▸ **Your assignment**
Among these records, which lines include "impl"? Copy them out.

(Stored data)

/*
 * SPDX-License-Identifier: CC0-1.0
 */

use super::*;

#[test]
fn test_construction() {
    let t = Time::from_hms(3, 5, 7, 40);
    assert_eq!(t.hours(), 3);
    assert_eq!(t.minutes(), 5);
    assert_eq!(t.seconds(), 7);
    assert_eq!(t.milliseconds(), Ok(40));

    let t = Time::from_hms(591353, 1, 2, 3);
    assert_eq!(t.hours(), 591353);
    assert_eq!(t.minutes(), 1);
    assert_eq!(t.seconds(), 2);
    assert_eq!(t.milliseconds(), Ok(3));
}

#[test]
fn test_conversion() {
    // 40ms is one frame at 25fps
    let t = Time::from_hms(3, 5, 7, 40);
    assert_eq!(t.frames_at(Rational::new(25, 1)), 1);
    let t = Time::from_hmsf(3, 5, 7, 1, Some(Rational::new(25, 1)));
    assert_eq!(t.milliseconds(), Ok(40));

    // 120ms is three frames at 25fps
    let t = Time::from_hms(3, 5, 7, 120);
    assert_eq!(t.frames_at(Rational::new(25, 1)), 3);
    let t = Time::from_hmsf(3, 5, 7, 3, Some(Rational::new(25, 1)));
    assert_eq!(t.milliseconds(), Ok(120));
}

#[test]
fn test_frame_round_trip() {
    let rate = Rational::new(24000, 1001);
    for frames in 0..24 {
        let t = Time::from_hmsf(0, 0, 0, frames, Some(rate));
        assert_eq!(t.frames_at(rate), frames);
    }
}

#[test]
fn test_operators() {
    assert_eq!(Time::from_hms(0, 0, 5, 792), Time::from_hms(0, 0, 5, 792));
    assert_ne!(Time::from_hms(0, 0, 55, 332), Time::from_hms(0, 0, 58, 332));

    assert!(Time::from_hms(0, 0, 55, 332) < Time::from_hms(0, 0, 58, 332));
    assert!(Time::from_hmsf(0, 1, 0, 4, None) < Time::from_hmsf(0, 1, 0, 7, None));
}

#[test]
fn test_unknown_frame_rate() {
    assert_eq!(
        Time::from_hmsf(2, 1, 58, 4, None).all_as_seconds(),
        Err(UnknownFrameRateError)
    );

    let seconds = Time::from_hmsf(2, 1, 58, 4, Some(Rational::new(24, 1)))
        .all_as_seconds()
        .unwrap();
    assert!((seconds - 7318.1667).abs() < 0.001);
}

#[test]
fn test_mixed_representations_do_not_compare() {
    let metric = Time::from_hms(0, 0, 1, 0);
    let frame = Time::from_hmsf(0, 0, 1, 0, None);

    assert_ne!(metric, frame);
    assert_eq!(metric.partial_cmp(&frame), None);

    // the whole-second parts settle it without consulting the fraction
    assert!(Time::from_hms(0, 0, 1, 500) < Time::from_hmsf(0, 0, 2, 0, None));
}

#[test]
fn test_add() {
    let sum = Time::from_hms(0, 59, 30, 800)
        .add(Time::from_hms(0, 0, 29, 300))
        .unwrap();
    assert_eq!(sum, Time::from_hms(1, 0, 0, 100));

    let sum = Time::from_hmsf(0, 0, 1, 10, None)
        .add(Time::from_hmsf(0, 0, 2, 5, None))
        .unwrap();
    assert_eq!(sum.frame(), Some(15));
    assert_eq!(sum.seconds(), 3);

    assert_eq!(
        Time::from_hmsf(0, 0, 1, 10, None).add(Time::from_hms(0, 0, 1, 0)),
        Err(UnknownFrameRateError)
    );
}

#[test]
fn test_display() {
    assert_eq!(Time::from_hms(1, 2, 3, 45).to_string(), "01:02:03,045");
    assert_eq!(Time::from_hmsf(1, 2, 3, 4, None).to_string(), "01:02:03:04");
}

...

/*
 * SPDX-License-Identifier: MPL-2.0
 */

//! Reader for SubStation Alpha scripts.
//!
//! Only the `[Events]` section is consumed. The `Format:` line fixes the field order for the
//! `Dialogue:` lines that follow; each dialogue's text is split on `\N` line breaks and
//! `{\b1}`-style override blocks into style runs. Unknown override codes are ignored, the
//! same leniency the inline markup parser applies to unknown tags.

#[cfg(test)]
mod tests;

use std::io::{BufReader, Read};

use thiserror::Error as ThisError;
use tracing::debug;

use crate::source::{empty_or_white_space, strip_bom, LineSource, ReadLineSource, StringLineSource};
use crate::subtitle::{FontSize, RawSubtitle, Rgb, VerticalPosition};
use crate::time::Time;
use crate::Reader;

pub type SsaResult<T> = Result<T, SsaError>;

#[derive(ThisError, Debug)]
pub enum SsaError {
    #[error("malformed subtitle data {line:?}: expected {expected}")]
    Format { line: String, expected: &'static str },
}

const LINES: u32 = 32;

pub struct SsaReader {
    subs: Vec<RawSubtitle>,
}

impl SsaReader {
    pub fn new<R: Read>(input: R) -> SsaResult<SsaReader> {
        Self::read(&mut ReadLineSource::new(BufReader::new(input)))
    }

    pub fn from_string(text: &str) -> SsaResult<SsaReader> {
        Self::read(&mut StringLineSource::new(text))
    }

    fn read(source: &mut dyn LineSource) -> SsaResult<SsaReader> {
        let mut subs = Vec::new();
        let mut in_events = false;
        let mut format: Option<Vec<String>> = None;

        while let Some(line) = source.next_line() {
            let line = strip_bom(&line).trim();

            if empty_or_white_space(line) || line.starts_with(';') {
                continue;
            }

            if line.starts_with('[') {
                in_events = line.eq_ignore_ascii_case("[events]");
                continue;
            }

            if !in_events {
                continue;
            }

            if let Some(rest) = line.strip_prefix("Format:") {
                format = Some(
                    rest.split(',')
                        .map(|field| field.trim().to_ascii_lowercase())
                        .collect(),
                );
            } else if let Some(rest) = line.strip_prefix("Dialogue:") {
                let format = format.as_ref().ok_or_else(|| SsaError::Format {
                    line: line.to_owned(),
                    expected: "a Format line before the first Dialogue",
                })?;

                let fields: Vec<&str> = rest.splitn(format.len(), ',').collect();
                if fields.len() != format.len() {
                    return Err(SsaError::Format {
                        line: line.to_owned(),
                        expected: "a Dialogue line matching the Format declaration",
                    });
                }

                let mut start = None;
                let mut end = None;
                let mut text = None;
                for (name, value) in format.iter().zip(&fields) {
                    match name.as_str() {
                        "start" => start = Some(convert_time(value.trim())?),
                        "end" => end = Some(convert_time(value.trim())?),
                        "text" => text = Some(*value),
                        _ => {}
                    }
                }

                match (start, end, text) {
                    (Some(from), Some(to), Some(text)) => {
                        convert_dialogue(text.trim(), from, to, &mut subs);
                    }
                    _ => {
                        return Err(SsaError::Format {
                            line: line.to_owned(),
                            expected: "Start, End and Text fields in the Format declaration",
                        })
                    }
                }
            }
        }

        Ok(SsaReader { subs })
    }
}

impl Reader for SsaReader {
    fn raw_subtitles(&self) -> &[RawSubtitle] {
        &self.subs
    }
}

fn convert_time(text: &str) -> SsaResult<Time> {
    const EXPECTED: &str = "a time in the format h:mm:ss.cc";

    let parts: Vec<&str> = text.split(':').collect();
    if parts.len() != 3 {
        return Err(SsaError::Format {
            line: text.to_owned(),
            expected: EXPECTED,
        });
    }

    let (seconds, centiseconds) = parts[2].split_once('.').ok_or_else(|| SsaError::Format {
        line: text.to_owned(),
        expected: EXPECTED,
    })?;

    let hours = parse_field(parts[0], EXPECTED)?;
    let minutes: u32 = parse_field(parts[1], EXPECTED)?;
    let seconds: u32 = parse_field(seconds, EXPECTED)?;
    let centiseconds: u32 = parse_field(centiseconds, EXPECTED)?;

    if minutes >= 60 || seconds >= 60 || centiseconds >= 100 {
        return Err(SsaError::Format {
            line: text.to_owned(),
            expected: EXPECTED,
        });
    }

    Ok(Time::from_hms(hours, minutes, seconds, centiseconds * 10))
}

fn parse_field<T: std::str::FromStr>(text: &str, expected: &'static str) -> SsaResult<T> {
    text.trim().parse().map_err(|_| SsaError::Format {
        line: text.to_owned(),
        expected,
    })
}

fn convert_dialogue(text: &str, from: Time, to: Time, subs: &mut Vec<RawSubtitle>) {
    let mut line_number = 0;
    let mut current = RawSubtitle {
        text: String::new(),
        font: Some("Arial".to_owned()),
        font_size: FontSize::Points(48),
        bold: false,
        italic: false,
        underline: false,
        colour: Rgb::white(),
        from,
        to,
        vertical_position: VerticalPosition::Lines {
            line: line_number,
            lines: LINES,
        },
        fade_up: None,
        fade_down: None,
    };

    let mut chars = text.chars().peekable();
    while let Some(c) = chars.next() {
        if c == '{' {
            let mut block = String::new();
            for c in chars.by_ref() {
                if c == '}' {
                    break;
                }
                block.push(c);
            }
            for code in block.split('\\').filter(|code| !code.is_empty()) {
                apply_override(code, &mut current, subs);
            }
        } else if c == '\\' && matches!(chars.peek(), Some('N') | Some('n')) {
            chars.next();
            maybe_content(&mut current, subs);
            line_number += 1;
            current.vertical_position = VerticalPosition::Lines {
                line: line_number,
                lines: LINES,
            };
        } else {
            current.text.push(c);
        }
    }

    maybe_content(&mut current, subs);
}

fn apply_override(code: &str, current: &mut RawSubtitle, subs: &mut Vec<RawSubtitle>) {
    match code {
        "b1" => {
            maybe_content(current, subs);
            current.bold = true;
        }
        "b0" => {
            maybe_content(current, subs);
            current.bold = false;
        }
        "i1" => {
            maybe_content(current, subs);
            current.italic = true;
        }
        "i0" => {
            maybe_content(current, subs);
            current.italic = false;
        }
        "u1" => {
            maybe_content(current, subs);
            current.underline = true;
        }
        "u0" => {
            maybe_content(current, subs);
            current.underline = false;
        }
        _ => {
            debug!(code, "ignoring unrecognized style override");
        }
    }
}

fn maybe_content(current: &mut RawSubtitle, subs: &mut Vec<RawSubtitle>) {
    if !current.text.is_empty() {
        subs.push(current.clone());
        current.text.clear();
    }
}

▸ **Exercise output**
impl SsaReader {
impl Reader for SsaReader {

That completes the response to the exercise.